For many years, while serving the Santa Margarita Community Church, I took Mondays as a day of rest. Not a day off, as we Americans think of it (running errands, mowing lawns, doing chores, etc.) No, this was a day of disconnecting from the normal everyday experiences of life in order to connect with God and my family.

Since the move to Orange County, this has been difficult to duplicate because of the two part-time ministries. The demands and unique schedules of each are such that it has been difficult to carve out an entire day.

I still haven't found an entire day, but I've found a half day. Friday mornings. I read. I pray. I listen to music. I blog. I unplug from the usual demands of life in the twenty-first century. To some it may seem a "waste" of time. But at the beginning of the twentieth century, Charles Spurgeon, the prince of preachers, wrote:

"Rest time is not waste. It is economy to gather fresh strength. Look at the mower in the summer’s day, with so much to cut down ere the sun sets. He pauses in his labor — is he a sluggard? He looks for his stone, and begins to draw it up and down his scythe, with a rink-a-tink, rink-a-tink. Is that idle music? Is he wasting precious moments? How much might he have mowed while he has been ringing out those notes on his scythe! But he is sharpening his tool, and he will do far more when once again he gives strength to those sweeps which lay the grass prostrate in rows before him. Nor can the fisherman always be fishing; he must mend his nets. So even our vacation can be one of the duties laid upon us by the kingdom of God."

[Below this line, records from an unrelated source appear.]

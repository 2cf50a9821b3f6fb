//! Launchpad Lifecycle Integration Tests
//!
//! End-to-end runs against the in-memory host:
//! 1. Create a token for the exact creation fee
//! 2. Buy from the curve (tax routing, refunds)
//! 3. Sell back to the curve (escrow-funded platform tax)
//! 4. Cross the LP cap and seed the AMM position
//! 5. Withdraw residual escrow, persist, and index events

use lib_launchpad::config::DEFAULT_CREATION_FEE_WEI;
use lib_launchpad::pricing::{curve_integral, INITIAL_PRICE_WEI, LP_CAP_INITIAL, PRICE_STEP_WEI};
use lib_launchpad::testing::MemoryHost;
use lib_launchpad::{
    Address, CallContext, EventIndexer, Launchpad, LaunchpadConfig, LaunchpadError, LaunchpadEvent, NativeBank,
    SledEventIndexer, SledLedgerStore, TokenFactory, TransferError, Wei, WAD,
};

const OWNER: u8 = 0xaa;
const FEE_COLLECTOR: u8 = 0xfc;
const LP_COLLECTOR: u8 = 0x1c;
const LAUNCHPAD: u8 = 0xee;
const USER: u8 = 1;
const OTHER: u8 = 2;

const ETHER: Wei = 1_000_000_000_000_000_000;

fn addr(id: u8) -> Address {
    Address::new([id; 32])
}

fn ctx(caller: u8, value: Wei) -> CallContext {
    CallContext::new(addr(caller), 100, 1_700_000_000).with_value(value)
}

fn config() -> LaunchpadConfig {
    LaunchpadConfig::new(addr(OWNER), addr(FEE_COLLECTOR), addr(LP_COLLECTOR))
}

fn deploy() -> Launchpad<MemoryHost> {
    deploy_with(&config())
}

fn deploy_with(config: &LaunchpadConfig) -> Launchpad<MemoryHost> {
    let mut host = MemoryHost::new();
    for id in [OWNER, USER, OTHER] {
        host.fund(&addr(id), 1_000_000 * ETHER).unwrap();
    }
    Launchpad::new(addr(LAUNCHPAD), config, host).unwrap()
}

fn create_simple_token(lp: &mut Launchpad<MemoryHost>, creator: u8) -> Address {
    let fee = lp.creation_fee_wei();
    lp.create_token(&ctx(creator, fee), "TestToken", "TEST").unwrap()
}

fn balance(lp: &Launchpad<MemoryHost>, id: u8) -> Wei {
    lp.host().native_balance(&addr(id))
}

fn contract_balance(lp: &Launchpad<MemoryHost>) -> Wei {
    lp.host().native_balance(lp.address())
}

/// Everything a rejected trade must leave untouched
#[derive(Debug, PartialEq, Eq)]
struct TradeState {
    supply: u64,
    funds: Wei,
    escrow: Wei,
    total_escrow: Wei,
    holder_tokens: u128,
    holder_native: Wei,
    contract: Wei,
    events: usize,
}

fn trade_state(lp: &Launchpad<MemoryHost>, token: &Address, holder: u8) -> TradeState {
    TradeState {
        supply: lp.token_total_supply(token).unwrap(),
        funds: lp.token_funds(token).unwrap(),
        escrow: lp.platform_escrow(token).unwrap(),
        total_escrow: lp.total_escrow(),
        holder_tokens: lp.host().token_balance(token, &addr(holder)).unwrap(),
        holder_native: balance(lp, holder),
        contract: contract_balance(lp),
        events: lp.pending_events().len(),
    }
}

fn approve_sale(lp: &mut Launchpad<MemoryHost>, token: &Address, seller: u8, amount: u64) {
    let launchpad = *lp.address();
    lp.host_mut()
        .approve(token, &addr(seller), &launchpad, amount as u128 * WAD)
        .unwrap();
}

Eventually I hope to have an entire day again. But for now I'll take what I can get. It brings new meaning to "Thank God it's Friday."

Friday, April 06, 2007

Why...

Some of my friends wonder why I would leave a 16 year ministry where I have great friends and supporters to move to Orange County to work with a local church as interim pastor and with my denomination's District ministries. The primary motivation for the move was to be close to my mother-in-law who turns 90 next week. The reason for taking the two positions is found in the following statistic.

Residing between
San Diego and the LA metropolitan area, there are over 20 million people, and only 15% (www.theamericanchurch.org/facts/8.htm) claim to attend a church on any given Sunday.

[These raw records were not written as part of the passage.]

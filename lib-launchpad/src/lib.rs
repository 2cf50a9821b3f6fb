//! Bonding-Curve Token Launchpad
//!
//! Anyone can launch a token priced by a linear bonding curve. Buyers and
//! sellers trade directly against the curve; once cumulative supply reaches
//! the LP cap, the accumulated principal is migrated into a permanent AMM
//! liquidity position and the curve retires.
//!
//! # Architecture
//!
//! ```text
//!   CallContext ──▶ Launchpad (trade controller, admin, seeder)
//!                     │
//!                     ├── PricingEngine   pure cost / revenue / fees
//!                     ├── Ledger          token records + global totals
//!                     ├── Host            native bank, token factory, AMM venue
//!                     └── events          committed log → EventIndexer
//! ```
//!
//! Every public operation is all-or-nothing: on error the ledger, the event
//! log and the host are restored to their state before the call.

pub mod admin;
pub mod config;
pub mod context;
pub mod errors;
pub mod event_indexer;
pub mod events;
pub mod host;
pub mod invariants;
pub mod launchpad;
pub mod ledger;
pub mod pricing;
pub mod seeder;
pub mod storage;
pub mod testing;
pub mod types;

pub use config::LaunchpadConfig;
pub use context::CallContext;
pub use errors::{
    ConfigError, LaunchpadError, LaunchpadResult, StorageError, TokenError, TransferError, VenueError,
};
pub use event_indexer::SledEventIndexer;
pub use events::{EventIndexer, EventRecord, InMemoryEventIndexer, LaunchpadEvent};
pub use host::{
    Host, Journal, LiquidityVenue, NativeBank, PositionAmounts, PositionReceipt, StartingPrice, TokenFactory,
};
pub use invariants::{InvariantViolation, LedgerInvariant};
pub use launchpad::{AccountingSnapshot, Launchpad};
pub use ledger::{GlobalState, Ledger, LedgerStats, TokenRecord};
pub use pricing::{BuyQuote, CurveParams, FeeSchedule, LinearCurve, PricingEngine, SellQuote, WAD};
pub use storage::SledLedgerStore;
pub use types::{Address, Amount, PoolId, SeedingState, Wei};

Both of my positions allow me to be part of the bigger thing God is doing. Missions used to be what we did outside the borders of our country. Now missions is what we do within our own zip code.

In both positions my primary responsibility is to ask "Why?" "Why do we do what we do?" "Why do we do what we do the way we do it?" "Why do we not do what we don't do?" These questions, among others, help us to keep the Kingdom priorities in view. God never changes. The way we relate to our culture changes daily.